L’acuirsi della malattia, però, produce in Van Gogh un’ondata di pessimismo, che si può riscontrare ne Il mietitore, considerato dallo stesso pittore antitetico al precedente. Così scrive, infatti, al fratello Theo: «Io vidi allora quel mietitore, una figura indistinta che combatte contro il demonio (…) vidi in lui l’immagine della morte, nel senso che l’umanità era il grano che egli stava mietendo. È, se vuoi, l’opposto del seminatore che ho dipinto tempo fa». La figura umana è posta in secondo piano, mentre risaltano i fasci di spighe appena tagliate. Le altre ondeggiano in lontananza con moti convulsi. Sullo sfondo un muro, oltre il quale si profilano montagne impervie. Il sole è di un giallo spento, ed emana una flebile luce livida che rende il cielo verdognolo. I colori sono stesi con tratti irregolari e imprecisi, e una linea marcata definisce i contorni dei monti.


Sarà infine proprio a un campo di grano che Van Gogh affiderà il suo testamento pittorico, prima di togliersi la vita nel luglio del 1890, un campo dove ormai non splende nessun sole, e che trasmette all’artista una grande angoscia. «Si tratta di enormi e sconfinati campi di grano sotto un cielo minaccioso e ho consapevolmente cercato di evidenziare in essi la tristezza e l’estrema solitudine».
Vincent Van Gogh, Campo di grano con corvi
Vincent Van Gogh, Campo di grano con corvi

In Campo di grano con corvi (1890, olio su tela, 50,5 x 103 cm, Amsterdam, Rijskmuseum Vincent van Gogh) le spighe sono rese con frustate di giallo scuro, ocra e marrone, che sembrano uscire dalla tela; la terra pare sollevarsi e abbassarsi in onde, il cielo blu cobalto è incupito da nere nubi minacciose. Non c’è speranza, solo un volo di corvi sopra le spighe mature.

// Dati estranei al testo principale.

// ── Conversation loop ─────────────────────────────────────────

#[derive(Debug, Clone, Serialize, Deserialize)]
pub struct AgentConfig {
    pub max_iterations: usize,
    pub oracle_timeout_secs: u64,
    pub tool_timeout_secs: u64,
    pub system_prompt: Option<String>,
}

impl AgentConfig {
    fn from_env_profiled(p: &str) -> Self {
        Self {
            max_iterations: profiled_env_u32(p, "AGENT_MAX_ITERATIONS", 10) as usize,
            oracle_timeout_secs: profiled_env_u64(p, "AGENT_ORACLE_TIMEOUT_SECONDS", 120),
            tool_timeout_secs: profiled_env_u64(p, "AGENT_TOOL_TIMEOUT_SECONDS", 90),
            system_prompt: profiled_env_opt(p, "AGENT_SYSTEM_PROMPT"),
        }
    }
}

// ── Model publishing ──────────────────────────────────────────

#[derive(Debug, Clone, Serialize, Deserialize)]
pub struct DeployConfig {
    pub bucket: Option<String>,
    pub prefix: String,
    pub display_name: String,
    pub serving_image: String,
    pub machine_type: String,
    pub min_replicas: u32,
    pub max_replicas: u32,
    pub storage_base_url: String,
}

impl DeployConfig {
    fn from_env_profiled(p: &str) -> Self {
        Self {
            bucket: profiled_env_opt(p, "DEPLOY_BUCKET"),
            prefix: profiled_env_or(p, "DEPLOY_PREFIX", "models/game_health"),
            display_name: profiled_env_or(p, "DEPLOY_DISPLAY_NAME", "game_health_autoencoder_v1"),
            serving_image: profiled_env_or(
                p,
                "DEPLOY_SERVING_IMAGE",
                "us-docker.pkg.dev/vertex-ai/prediction/tf2-cpu.2-12:latest",
            ),
            machine_type: profiled_env_or(p, "DEPLOY_MACHINE_TYPE", "n1-standard-2"),
            min_replicas: profiled_env_u32(p, "DEPLOY_MIN_REPLICAS", 1),
            max_replicas: profiled_env_u32(p, "DEPLOY_MAX_REPLICAS", 1),
            storage_base_url: profiled_env_or(
                p,
                "GCS_BASE_URL",
                "https://storage.googleapis.com",
            ),
        }
    }

    pub fn require_bucket(&self) -> Result<&str, ConfigError> {
        self.bucket.as_deref().ok_or(ConfigError::Missing("DEPLOY_BUCKET"))
    }
}

#[cfg(test)]
mod tests {
    use super::*;
    use std::sync::Mutex;

    // Env-based tests must run serially to avoid interfering with each other.
    static ENV_LOCK: Mutex<()> = Mutex::new(());

    const KEYS: &[&str] = &[
        "PLAYWATCH_PROFILE",
        "GCP_PROJECT_ID",
        "GCP_LOCATION",
        "GCP_ACCESS_TOKEN",
        "GEMINI_API_KEY",
        "VERTEX_ENDPOINT_ID",
        "SCORING_THRESHOLD",
        "SCORING_STATS_PATH",
        "SCORING_MEAN",
        "SCORING_SCALE",
        "SCORING_EPSILON",
        "AGENT_MAX_ITERATIONS",
        "DEPLOY_BUCKET",
        "TEST_GCP_PROJECT_ID",
        "TEST_SCORING_THRESHOLD",
    ];

    fn clear_env() {
        for k in KEYS {
            env::remove_var(k);
        }
    }

    fn set_agent_env() {
        env::set_var("GCP_PROJECT_ID", "cloud-sa-ml");
        env::set_var("GCP_ACCESS_TOKEN", "token");
        env::set_var("GEMINI_API_KEY", "key");
        env::set_var("VERTEX_ENDPOINT_ID", "4701642562253881344");
        env::set_var("SCORING_THRESHOLD", "10.0");
        env::set_var("SCORING_MEAN", "27.8,50000,1,100000");
        env::set_var("SCORING_SCALE", "10, 20000, 1, 50000");
    }

    #[test]
    fn defaults_when_no_env_vars() {
        let _lock = ENV_LOCK.lock().unwrap();
        clear_env();

        let cfg = Config::for_profile("").unwrap();
        assert_eq!(cfg.profile_label(), "default");
        assert_eq!(cfg.gcp.location, "us-central1");
        assert_eq!(cfg.llm.model, "gemini-2.5-flash");
        assert_eq!(cfg.agent.max_iterations, 10);
        assert_eq!(cfg.scoring.epsilon, 1e-6);
        assert!(cfg.scoring.threshold.is_none());
    }

    #[test]
    fn threshold_is_required() {
        let _lock = ENV_LOCK.lock().unwrap();
        clear_env();
        set_agent_env();
        env::remove_var("SCORING_THRESHOLD");

        let cfg = Config::for_profile("").unwrap();
        let err = cfg.validate_for_agent().unwrap_err();
        assert!(matches!(err, ConfigError::Missing("SCORING_THRESHOLD")));

        clear_env();
    }

    #[test]
    fn unparseable_threshold_is_an_error() {
        let _lock = ENV_LOCK.lock().unwrap();
        clear_env();
        env::set_var("SCORING_THRESHOLD", "ten");

        let err = Config::for_profile("").unwrap_err();
        assert!(matches!(err, ConfigError::Invalid { ref key, .. } if key == "SCORING_THRESHOLD"));

        clear_env();
    }

    #[test]
    fn validate_for_agent_accepts_inline_stats() {
        let _lock = ENV_LOCK.lock().unwrap();
        clear_env();
        set_agent_env();

        let cfg = Config::for_profile("").unwrap();
        cfg.validate_for_agent().unwrap();
        assert_eq!(cfg.scoring.mean, Some(vec![27.8, 50000.0, 1.0, 100000.0]));
        assert_eq!(cfg.scoring.scale, Some(vec![10.0, 20000.0, 1.0, 50000.0]));

        clear_env();
    }

    #[test]
    fn missing_endpoint_is_fatal() {
        let _lock = ENV_LOCK.lock().unwrap();
        clear_env();
        set_agent_env();
        env::remove_var("VERTEX_ENDPOINT_ID");

        let cfg = Config::for_profile("").unwrap();
        assert!(matches!(
            cfg.validate_for_agent(),
            Err(ConfigError::Missing("VERTEX_ENDPOINT_ID"))
        ));

        clear_env();
    }

    #[test]
    fn profiled_env_takes_precedence() {
        let _lock = ENV_LOCK.lock().unwrap();
        clear_env();
        env::set_var("GCP_PROJECT_ID", "base-project");
        env::set_var("TEST_GCP_PROJECT_ID", "test-project");

        let cfg = Config::for_profile("test").unwrap();
        assert_eq!(cfg.profile, "TEST");
        assert_eq!(cfg.gcp.project_id.as_deref(), Some("test-project"));

        clear_env();
    }

    #[test]
    fn deploy_requires_bucket() {
        let _lock = ENV_LOCK.lock().unwrap();
        clear_env();
        env::set_var("GCP_PROJECT_ID", "cloud-sa-ml");
        env::set_var("GCP_ACCESS_TOKEN", "token");

        let cfg = Config::for_profile("").unwrap();
        assert!(matches!(
            cfg.validate_for_deploy(),
            Err(ConfigError::Missing("DEPLOY_BUCKET"))
        ));

        clear_env();
    }

    #[test]
    fn redacted_summary_hides_secrets() {
        let _lock = ENV_LOCK.lock().unwrap();
        clear_env();
        set_agent_env();

        let cfg = Config::for_profile("").unwrap();
        let summary = cfg.redacted_summary().to_string();
        assert!(!summary.contains("\"token\""));
        assert!(summary.contains("access_token_set"));

        clear_env();
    }
}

Non si può giustificare il talento e il genio creativo di Vincent Van Gogh con i suoi problemi di salute mentale, né tantomeno pretendere di esaurire la questione analizzando una parte così esigua della sua produzione, tuttavia lo studio proposto contribuisce a sostenere la teoria di Jasper, secondo la quale i disturbi mentali di cui soffriva l’artista olandese abbiano funzionato da catalizzatore nel determinare la sua immensa sensibilità pittorica.